INSTRUCTIONS TO FOLLOW
Please copy, exactly as they appear below, the lines from the one containing "for _ in 0..2_000" through the one containing "let t_late = fastest_batch(&guard, &late).as_secs_f64();".

Start of STORED DATA

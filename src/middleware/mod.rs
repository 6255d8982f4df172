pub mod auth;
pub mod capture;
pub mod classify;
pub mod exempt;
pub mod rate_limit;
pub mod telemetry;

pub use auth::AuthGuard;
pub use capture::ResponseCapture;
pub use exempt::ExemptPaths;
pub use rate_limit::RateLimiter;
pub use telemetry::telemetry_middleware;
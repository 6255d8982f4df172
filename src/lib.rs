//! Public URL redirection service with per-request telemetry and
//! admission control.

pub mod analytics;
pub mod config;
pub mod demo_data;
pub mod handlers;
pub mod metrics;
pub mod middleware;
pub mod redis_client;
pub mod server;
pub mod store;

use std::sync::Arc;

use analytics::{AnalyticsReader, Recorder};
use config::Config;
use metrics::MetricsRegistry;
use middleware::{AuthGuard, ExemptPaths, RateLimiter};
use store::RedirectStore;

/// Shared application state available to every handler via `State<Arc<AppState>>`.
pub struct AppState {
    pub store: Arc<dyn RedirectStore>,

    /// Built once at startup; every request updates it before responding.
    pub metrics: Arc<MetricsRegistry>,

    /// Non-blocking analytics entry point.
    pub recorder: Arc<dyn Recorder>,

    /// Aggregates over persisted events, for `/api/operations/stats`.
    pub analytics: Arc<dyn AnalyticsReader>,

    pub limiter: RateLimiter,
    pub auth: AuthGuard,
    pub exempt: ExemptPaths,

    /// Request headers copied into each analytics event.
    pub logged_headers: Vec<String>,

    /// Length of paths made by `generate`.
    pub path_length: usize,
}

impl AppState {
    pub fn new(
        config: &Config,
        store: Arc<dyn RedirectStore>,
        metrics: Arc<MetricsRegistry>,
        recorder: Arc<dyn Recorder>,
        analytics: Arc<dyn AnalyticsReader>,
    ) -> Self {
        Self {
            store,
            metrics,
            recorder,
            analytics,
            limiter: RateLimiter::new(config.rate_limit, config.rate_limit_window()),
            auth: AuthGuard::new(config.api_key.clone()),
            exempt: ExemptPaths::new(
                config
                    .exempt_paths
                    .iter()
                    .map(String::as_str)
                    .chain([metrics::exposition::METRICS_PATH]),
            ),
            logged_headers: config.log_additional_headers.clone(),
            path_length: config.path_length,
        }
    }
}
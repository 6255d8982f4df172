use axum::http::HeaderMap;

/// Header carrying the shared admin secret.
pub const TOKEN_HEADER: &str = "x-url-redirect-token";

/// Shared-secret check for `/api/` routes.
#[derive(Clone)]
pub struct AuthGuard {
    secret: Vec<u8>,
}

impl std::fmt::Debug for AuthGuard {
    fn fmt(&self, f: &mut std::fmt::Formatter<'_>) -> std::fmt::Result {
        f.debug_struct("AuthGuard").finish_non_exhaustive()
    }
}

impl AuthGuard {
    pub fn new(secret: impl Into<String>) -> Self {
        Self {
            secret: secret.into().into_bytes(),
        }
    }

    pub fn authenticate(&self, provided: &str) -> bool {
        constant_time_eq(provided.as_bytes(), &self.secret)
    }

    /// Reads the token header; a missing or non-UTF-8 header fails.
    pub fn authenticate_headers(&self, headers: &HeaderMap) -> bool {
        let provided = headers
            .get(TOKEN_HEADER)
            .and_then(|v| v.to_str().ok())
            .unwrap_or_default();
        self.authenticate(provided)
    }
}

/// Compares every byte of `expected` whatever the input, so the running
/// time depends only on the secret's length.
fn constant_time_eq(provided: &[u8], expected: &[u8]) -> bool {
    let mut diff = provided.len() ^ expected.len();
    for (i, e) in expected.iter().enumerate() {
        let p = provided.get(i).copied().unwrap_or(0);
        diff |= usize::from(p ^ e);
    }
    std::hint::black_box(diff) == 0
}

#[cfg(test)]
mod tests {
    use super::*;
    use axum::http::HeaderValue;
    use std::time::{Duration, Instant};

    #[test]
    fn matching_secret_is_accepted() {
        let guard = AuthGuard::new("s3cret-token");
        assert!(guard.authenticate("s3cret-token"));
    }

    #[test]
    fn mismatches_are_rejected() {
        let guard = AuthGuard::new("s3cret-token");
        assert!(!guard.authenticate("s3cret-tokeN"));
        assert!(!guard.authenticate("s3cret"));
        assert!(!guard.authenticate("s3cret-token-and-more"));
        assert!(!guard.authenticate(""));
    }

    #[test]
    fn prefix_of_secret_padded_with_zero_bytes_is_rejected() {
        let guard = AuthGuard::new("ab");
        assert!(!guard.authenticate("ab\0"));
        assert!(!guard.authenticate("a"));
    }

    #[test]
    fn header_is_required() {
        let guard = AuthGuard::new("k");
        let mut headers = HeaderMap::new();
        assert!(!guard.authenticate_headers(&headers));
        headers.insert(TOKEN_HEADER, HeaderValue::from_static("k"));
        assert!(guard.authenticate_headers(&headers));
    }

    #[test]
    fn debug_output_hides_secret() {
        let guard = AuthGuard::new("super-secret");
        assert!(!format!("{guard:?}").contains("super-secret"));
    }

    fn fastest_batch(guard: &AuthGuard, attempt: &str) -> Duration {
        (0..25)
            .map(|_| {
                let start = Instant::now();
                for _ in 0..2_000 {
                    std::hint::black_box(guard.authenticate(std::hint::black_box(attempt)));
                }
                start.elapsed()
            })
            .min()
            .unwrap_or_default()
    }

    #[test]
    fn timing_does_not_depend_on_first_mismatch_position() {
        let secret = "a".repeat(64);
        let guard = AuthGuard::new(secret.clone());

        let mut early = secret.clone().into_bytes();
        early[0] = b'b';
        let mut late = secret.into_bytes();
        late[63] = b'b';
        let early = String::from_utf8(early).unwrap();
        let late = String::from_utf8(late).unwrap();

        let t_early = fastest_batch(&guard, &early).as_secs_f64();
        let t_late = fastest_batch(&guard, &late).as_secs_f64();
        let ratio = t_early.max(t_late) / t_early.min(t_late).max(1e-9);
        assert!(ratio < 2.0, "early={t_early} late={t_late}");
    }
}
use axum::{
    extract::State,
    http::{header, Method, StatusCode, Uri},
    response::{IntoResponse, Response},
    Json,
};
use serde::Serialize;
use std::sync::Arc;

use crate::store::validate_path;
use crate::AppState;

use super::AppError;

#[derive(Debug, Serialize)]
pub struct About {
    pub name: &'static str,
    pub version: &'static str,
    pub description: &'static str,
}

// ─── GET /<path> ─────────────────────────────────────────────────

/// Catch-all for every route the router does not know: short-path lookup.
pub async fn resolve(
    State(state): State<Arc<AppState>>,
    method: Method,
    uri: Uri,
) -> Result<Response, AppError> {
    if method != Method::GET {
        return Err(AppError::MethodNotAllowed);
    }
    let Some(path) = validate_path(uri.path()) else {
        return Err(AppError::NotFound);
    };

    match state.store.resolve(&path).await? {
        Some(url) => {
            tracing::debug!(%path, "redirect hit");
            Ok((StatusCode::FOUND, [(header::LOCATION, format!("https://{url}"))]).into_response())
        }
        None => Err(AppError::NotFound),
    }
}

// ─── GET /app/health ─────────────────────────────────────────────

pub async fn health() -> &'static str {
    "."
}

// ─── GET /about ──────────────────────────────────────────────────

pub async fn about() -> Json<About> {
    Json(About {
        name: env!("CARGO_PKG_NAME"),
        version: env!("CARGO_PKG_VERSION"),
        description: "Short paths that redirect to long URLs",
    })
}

End of STORED DATA

ANSWER SECTION
                for _ in 0..2_000 {
                    std::hint::black_box(guard.authenticate(std::hint::black_box(attempt)));
                }
                start.elapsed()
            })
            .min()
            .unwrap_or_default()
    }

    #[test]
    fn timing_does_not_depend_on_first_mismatch_position() {
        let secret = "a".repeat(64);
        let guard = AuthGuard::new(secret.clone());

        let mut early = secret.clone().into_bytes();
        early[0] = b'b';
        let mut late = secret.into_bytes();
        late[63] = b'b';
        let early = String::from_utf8(early).unwrap();
        let late = String::from_utf8(late).unwrap();

        let t_early = fastest_batch(&guard, &early).as_secs_f64();
        let t_late = fastest_batch(&guard, &late).as_secs_f64();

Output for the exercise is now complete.